Simple Moving Average
The Simple Moving Average calculates the unweighted mean of the previous N data points.
Visual Example

Synthetic ideal per library logic. Generated 2026-06-25 IST via docs/generate_all_previews.py (reproducible; maps to core Next<T> implementation).
Description
The Simple Moving Average indicator is a technical analysis tool that the simple moving average calculates the unweighted mean of the previous n data points.
This indicator is primarily used for identifying key market conditions. It provides a robust signal that can be easily integrated into both simple strategies and more complex machine learning feature pipelines. Compared to its alternatives, it offers a distinct balance of responsiveness and stability.
Traders often combine this with other metrics to confirm signals and avoid false positives during sideways market regimes. It remains a standard tool for systematic trading models.

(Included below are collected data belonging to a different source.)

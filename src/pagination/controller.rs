//! Pagination controller
//!
//! Drives a [`PageSource`] round by round until the state machine says the
//! run is over.

use super::types::{NextPage, Page, PaginationState};
use crate::error::Result;
use async_trait::async_trait;
use tracing::{debug, warn};

/// Something that can fetch one page of a paginated listing
#[async_trait]
pub trait PageSource: Send {
    type Item: Send;

    /// Fetch the page after `token` (`None` for the first page), asking for
    /// `needed` more items
    async fn fetch_page(&mut self, token: Option<&str>, needed: usize)
        -> Result<Page<Self::Item>>;
}

/// Collect up to `target` items from `source`.
///
/// Rounds are strictly sequential, one fetch each. A target of zero makes
/// no fetch. Fetch errors abort the run; an early end (empty page, missing
/// or repeated token) returns what was collected.
pub async fn paginate<S: PageSource>(
    source: &mut S,
    target: usize,
) -> Result<PaginationState<S::Item>> {
    let mut state = PaginationState::new(target);
    if state.is_done() {
        return Ok(state);
    }

    let mut token: Option<String> = None;
    loop {
        let needed = state.needed();
        let page = source.fetch_page(token.as_deref(), needed).await?;
        debug!(
            "Round {}: {} items (token: {})",
            state.rounds + 1,
            page.items.len(),
            page.token.is_some()
        );

        match state.advance(page) {
            NextPage::Continue { token: next, .. } => token = Some(next),
            NextPage::Done(reason) => {
                if state.collected.len() < target {
                    warn!(
                        "Pagination ended early ({reason:?}): {}/{target} items after {} rounds",
                        state.collected.len(),
                        state.rounds
                    );
                }
                return Ok(state);
            }
        }
    }
}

Use as the foundational smoothing module providing SMA, EMA, WMA, and SMMA implementations that power higher-level indicators across the library.
The core smoothing algorithms — SMA, EMA, WMA — are the building blocks of nearly all technical indicators. EMA applies exponential decay weighting (alpha = 2/(n+1)), SMA applies uniform weighting over N bars, and WMA applies linearly increasing weights emphasizing more recent bars.
QuantWave implements this indicator via the universal Next<T> trait, guaranteeing bit-identical results between Rust streaming, Python streaming, and Polars batch (.ta() / map_batches) surfaces.
Formula / Specification
Implementation (quantwave-core/src/indicators/smoothing.rs):
Gold-standard parity vectors: quantwave-core/tests/gold_standard/sma.json.
Parameters
| Parameter | Default | Description |
|---|---|---|
period |
14 | Smoothing period |
Usage Examples
Streaming (Rust)
use quantwave_core::indicators::SMA;
use quantwave_core::traits::Next;
let mut ind = SMA::new(14);
for price in &prices {
let value = ind.next(price);
}
Streaming (Python)
Polars Batch (Python)
import polars as pl
df = (
pl.read_csv('ohlcv.csv')
.lazy()
.with_columns(
pl.col("close").ta.sma(14).alias("simple_moving_average")
)
.collect()
)
All surfaces are bit-identical via the single Next<T> implementation and proptests.
Edge Cases & Limitations
- Warm-up: first
14bars may return NaN or partial state per implementation. - Parameter sensitivity: smaller periods increase noise; larger periods increase lag.
- Sudden gaps or bad ticks can distort rolling windows — consider pre-filtering.
- Single-series indicators ignore volume unless otherwise documented.
- Validated via proptests against gold-standard vectors where available.
- No look-ahead bias; streaming and Polars batch paths are bit-identical.
Boundary Behavior
| Condition | Behavior |
|---|---|
| Warm-up | Leading bars return NaN until warmup_bars is satisfied. |
| period > len | When period exceeds series length, output is all NaN. |
| NaN inputs | NaN in input propagates to output (NaN out). |
| Invalid params | Non-positive period or missing required params raise ValueError. |
| Empty data | Empty input returns an empty result series. |
Related Indicators & See Also
Sources & References
Primary Source: https://www.investopedia.com/terms/s/sma.asp
Implementation: quantwave-core/src/indicators/smoothing.rs (SMA / SMA_METADATA).
Parity: quantwave-core/tests/gold_standard/sma.json
Provenance: Standards bulk upgrade 2026-06-25 IST — see docs/DOCUMENTATION_STANDARDS.md.